International

Birmanie : au moins 6700 Rohingyas tués selon MSF

Entre fin août et fin septembre 2017, l’organisation médecins sans frontières estime à 6 700 le nombre de morts parmi la communauté des Rohingyas lors d’une opération de l’armée birmane.

Au moins 6 700 Rohingyas ont été tués entre août et septembre 2017 lors d’une opération de l’armée birmane, selon médecins sans frontières (MSF). L’estimation, publiée par MSF jeudi 13 décembre, pourrait être sous-évaluée. Ces chiffres ne représentent “que” le premier mois de conflit. Les Nations unies n’ont jamais publié de chiffres à ce sujet. 640 000 Rohingyas ont fui vers le Bangladesh depuis le début des violences. Cela représente plus de la moitié de cette communauté musulmane vivant principalement dans l’État de Rakhine, dans l’Ouest de la Birmanie.

L’ONG a interrogé plus de 11 000 réfugiés pour parvenir à ces chiffres. On peut lire dans le rapport : “Les études montrent qu’au moins 71,7% des décès sont dus à la violence, y compris parmi les enfants de moins de cinq ans. Cela représente au moins 6 700 personnes, dont 730 enfants”. Parmi les détails sordides du rapport, MSF fait savoir que 69% ont été tuées par balles, 9% par des brûlures mortelles ou encore 5% lors de passages à tabac.
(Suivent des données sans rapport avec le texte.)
#![allow(dead_code)]

use std::sync::Arc;
use std::sync::Once;
use std::sync::atomic::{AtomicBool, Ordering};
use std::time::Duration;

use async_trait::async_trait;
use bytes::Bytes;
use parking_lot::Mutex;
use tokio::sync::{Notify, mpsc};
use tokio::time::{Instant, sleep};
use tracing_subscriber::EnvFilter;
use transport_factory::{
    Association, Collaborators, Factory, FactoryConfig, MessageStream, PayloadKind, Role,
    Session, SessionAssembler, SessionBuilder, SessionError, SessionOptions, SessionParts,
    StreamSessionAssembler, TransportPromise,
};
use transport_mux::{Conn, Demux, LocalMux, LocalMuxBuilder};

static TRACING: Once = Once::new();

pub fn init_tracing() {
    TRACING.call_once(|| {
        let _ = tracing_subscriber::fmt()
            .with_env_filter(
                EnvFilter::try_from_default_env().unwrap_or_else(|_| EnvFilter::new("warn")),
            )
            .with_test_writer()
            .try_init();
    });
}

/// What the scripted builder does once a negotiation reaches it.
#[derive(Debug, Clone, Copy, PartialEq, Eq)]
pub enum Script {
    Succeed,
    Fail,
    /// Reads the session conn until it closes, then fails.
    BlockUntilClosed,
}

pub struct ScriptedSessionBuilder {
    script: Mutex<Script>,
    roles: Mutex<Vec<Role>>,
    blocked: Notify,
}

impl ScriptedSessionBuilder {
    pub fn new(script: Script) -> Arc<Self> {
        Arc::new(Self {
            script: Mutex::new(script),
            roles: Mutex::new(Vec::new()),
            blocked: Notify::new(),
        })
    }

    pub fn set_script(&self, script: Script) {
        *self.script.lock() = script;
    }

    pub fn roles(&self) -> Vec<Role> {
        self.roles.lock().clone()
    }

    /// Resolves once a negotiation is blocked inside the builder.
    pub async fn blocked(&self) {
        self.blocked.notified().await;
    }

    async fn run(&self, conn: Conn, role: Role) -> Result<Arc<dyn Association>, SessionError> {
        self.roles.lock().push(role);
        let script = *self.script.lock();
        match script {
            Script::Succeed => Ok(Arc::new(FakeAssociation) as Arc<dyn Association>),
            Script::Fail => Err(SessionError::Protocol("handshake rejected".into())),
            Script::BlockUntilClosed => {
                self.blocked.notify_one();
                let mut buf = [0u8; 16];
                loop {
                    conn.read(&mut buf).await?;
                }
            }
        }
    }
}

#[async_trait]
impl SessionBuilder for ScriptedSessionBuilder {
    async fn start_as_server(
        &self,
        conn: Conn,
        _options: SessionOptions,
    ) -> Result<Arc<dyn Association>, SessionError> {
        self.run(conn, Role::Responder).await
    }

    async fn start_as_client(
        &self,
        conn: Conn,
        _options: SessionOptions,
    ) -> Result<Arc<dyn Association>, SessionError> {
        self.run(conn, Role::Initiator).await
    }
}

struct FakeStream(u16);

#[async_trait]
impl MessageStream for FakeStream {
    fn stream_id(&self) -> u16 {
        self.0
    }

    async fn read(&self, _buf: &mut [u8]) -> Result<usize, SessionError> {
        Err(SessionError::Closed)
    }

    async fn write(&self, payload: Bytes) -> Result<usize, SessionError> {
        Ok(payload.len())
    }

    async fn close(&self) -> Result<(), SessionError> {
        Ok(())
    }
}

struct FakeAssociation;

#[async_trait]
impl Association for FakeAssociation {
    async fn open_stream(
        &self,
        stream_id: u16,
        _kind: PayloadKind,
    ) -> Result<Arc<dyn MessageStream>, SessionError> {
        Ok(Arc::new(FakeStream(stream_id)) as Arc<dyn MessageStream>)
    }

    async fn close(&self) -> Result<(), SessionError> {
        Ok(())
    }
}

/// Assembles plain stream sessions and hands the metadata and data streams
/// to the test.
pub struct CapturingAssembler {
    streams: mpsc::UnboundedSender<(Arc<dyn MessageStream>, Arc<dyn MessageStream>)>,
}

impl CapturingAssembler {
    pub fn new() -> (
        Arc<Self>,
        mpsc::UnboundedReceiver<(Arc<dyn MessageStream>, Arc<dyn MessageStream>)>,
    ) {
        let (streams, rx) = mpsc::unbounded_channel();
        (Arc::new(Self { streams }), rx)
    }
}

impl SessionAssembler for CapturingAssembler {
    fn assemble(&self, parts: SessionParts) -> Arc<dyn Session> {
        let _ = self
            .streams
            .send((Arc::clone(&parts.metadata), Arc::clone(&parts.data)));
        StreamSessionAssembler.assemble(parts)
    }
}

/// Association that records its own teardown and that of its streams.
/// Opening `stall_stream` never completes.
pub struct RecordingAssociation {
    stall_stream: Option<u16>,
    stalled: Notify,
    closed: AtomicBool,
    closed_streams: Arc<Mutex<Vec<u16>>>,
}

impl RecordingAssociation {
    pub fn new(stall_stream: Option<u16>) -> Arc<Self> {
        Arc::new(Self {
            stall_stream,
            stalled: Notify::new(),
            closed: AtomicBool::new(false),
            closed_streams: Arc::new(Mutex::new(Vec::new())),
        })
    }

    pub fn is_closed(&self) -> bool {
        self.closed.load(Ordering::Acquire)
    }

    pub fn closed_streams(&self) -> Vec<u16> {
        self.closed_streams.lock().clone()
    }

    /// Resolves once construction is stuck opening `stall_stream`.
    pub async fn stalled(&self) {
        self.stalled.notified().await;
    }
}

#[async_trait]
impl Association for RecordingAssociation {
    async fn open_stream(
        &self,
        stream_id: u16,
        _kind: PayloadKind,
    ) -> Result<Arc<dyn MessageStream>, SessionError> {
        if self.stall_stream == Some(stream_id) {
            self.stalled.notify_one();
            std::future::pending::<()>().await;
        }
        Ok(Arc::new(RecordingStream {
            id: stream_id,
            closed_streams: Arc::clone(&self.closed_streams),
        }) as Arc<dyn MessageStream>)
    }

    async fn close(&self) -> Result<(), SessionError> {
        self.closed.store(true, Ordering::Release);
        Ok(())
    }
}

struct RecordingStream {
    id: u16,
    closed_streams: Arc<Mutex<Vec<u16>>>,
}

#[async_trait]
impl MessageStream for RecordingStream {
    fn stream_id(&self) -> u16 {
        self.id
    }

    async fn read(&self, _buf: &mut [u8]) -> Result<usize, SessionError> {
        Err(SessionError::Closed)
    }

    async fn write(&self, payload: Bytes) -> Result<usize, SessionError> {
        Ok(payload.len())
    }

    async fn close(&self) -> Result<(), SessionError> {
        self.closed_streams.lock().push(self.id);
        Ok(())
    }
}

/// Hands out the same recording association to every negotiation.
pub struct RecordingSessionBuilder {
    association: Arc<RecordingAssociation>,
}

impl RecordingSessionBuilder {
    pub fn new(association: Arc<RecordingAssociation>) -> Arc<Self> {
        Arc::new(Self { association })
    }
}

#[async_trait]
impl SessionBuilder for RecordingSessionBuilder {
    async fn start_as_server(
        &self,
        _conn: Conn,
        _options: SessionOptions,
    ) -> Result<Arc<dyn Association>, SessionError> {
        Ok(Arc::clone(&self.association) as Arc<dyn Association>)
    }

    async fn start_as_client(
        &self,
        _conn: Conn,
        _options: SessionOptions,
    ) -> Result<Arc<dyn Association>, SessionError> {
        Ok(Arc::clone(&self.association) as Arc<dyn Association>)
    }
}

/// Cancels the armed promise while its session is being assembled, and
/// keeps every session it assembled.
pub struct CancelingAssembler {
    promise: Mutex<Option<TransportPromise>>,
    sessions: Mutex<Vec<Arc<dyn Session>>>,
}

impl CancelingAssembler {
    pub fn new() -> Arc<Self> {
        Arc::new(Self {
            promise: Mutex::new(None),
            sessions: Mutex::new(Vec::new()),
        })
    }

    pub fn arm(&self, promise: TransportPromise) {
        *self.promise.lock() = Some(promise);
    }

    pub fn sessions(&self) -> Vec<Arc<dyn Session>> {
        self.sessions.lock().clone()
    }
}

impl SessionAssembler for CancelingAssembler {
    fn assemble(&self, parts: SessionParts) -> Arc<dyn Session> {
        if let Some(promise) = self.promise.lock().as_ref() {
            promise.cancel();
        }
        let session = StreamSessionAssembler.assemble(parts);
        self.sessions.lock().push(Arc::clone(&session));
        session
    }
}

/// Two factories joined by an in-memory physical connection.
pub struct FactoryPair {
    pub local: Factory,
    pub remote: Factory,
    pub local_demux: LocalMux,
    pub remote_demux: LocalMux,
}

pub fn factory_pair(
    config: FactoryConfig,
    local_builder: Arc<dyn SessionBuilder>,
    remote_builder: Arc<dyn SessionBuilder>,
) -> FactoryPair {
    factory_pair_with(config, |_, collaborators| collaborators, local_builder, remote_builder)
}

/// Like [`factory_pair`], letting the caller adjust each side's
/// collaborators; the closure sees `true` for the local side.
pub fn factory_pair_with(
    config: FactoryConfig,
    adjust: impl Fn(bool, Collaborators) -> Collaborators,
    local_builder: Arc<dyn SessionBuilder>,
    remote_builder: Arc<dyn SessionBuilder>,
) -> FactoryPair {
    let (local_demux, remote_demux) = LocalMux::pair_with_addrs(
        Some("10.0.0.2:5000".parse().expect("addr")),
        Some("10.0.0.1:5000".parse().expect("addr")),
    );
    let (local_mux_builder, remote_mux_builder) = LocalMuxBuilder::pair();
    let local = Factory::new(
        config.clone(),
        adjust(
            true,
            Collaborators::new(
                Arc::new(local_demux.clone()) as Arc<dyn Demux>,
                Arc::new(local_mux_builder),
                local_builder,
            ),
        ),
    );
    let remote = Factory::new(
        config,
        adjust(
            false,
            Collaborators::new(
                Arc::new(remote_demux.clone()) as Arc<dyn Demux>,
                Arc::new(remote_mux_builder),
                remote_builder,
            ),
        ),
    );
    FactoryPair {
        local,
        remote,
        local_demux,
        remote_demux,
    }
}

/// A single factory whose peer never answers.
pub fn lone_factory(config: FactoryConfig, builder: Arc<dyn SessionBuilder>) -> (Factory, LocalMux) {
    let pair = factory_pair(config, builder, ScriptedSessionBuilder::new(Script::Fail));
    (pair.local, pair.local_demux)
}

/// Like [`lone_factory`], with a custom session assembler.
pub fn lone_factory_with(
    config: FactoryConfig,
    builder: Arc<dyn SessionBuilder>,
    assembler: Arc<dyn SessionAssembler>,
) -> (Factory, LocalMux) {
    let pair = factory_pair_with(
        config,
        move |is_local, collaborators| {
            if is_local {
                collaborators.with_assembler(Arc::clone(&assembler))
            } else {
                collaborators
            }
        },
        builder,
        ScriptedSessionBuilder::new(Script::Fail),
    );
    (pair.local, pair.local_demux)
}

pub async fn wait_until(mut condition: impl FnMut() -> bool, timeout: Duration) {
    let deadline = Instant::now() + timeout;
    while !condition() {
        assert!(Instant::now() < deadline, "condition not met in time");
        sleep(Duration::from_millis(10)).await;
    }
}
Ce rapport contredit totalement l’armée birmane, qui a rendu mi-novembre une enquête interne : “Les soldats n’ont pas commis de violences sexuelles ni tué des civils. Ils n’ont pas arrêté, battu ou tué de villageois”. Les militaires se basent sur 2 700 témoignages recueillis auprès de villageois musulmans. L’armée a seulement confirmé avoir tiré sur une foule de Rohingyas qui les attaquaient, affirmant avoir agi en état de légitime défense.

Les Rohingyas représentent la plus grande population apatride du monde depuis que la nationalité birmane leur a été retirée en 1982, sous le régime militaire.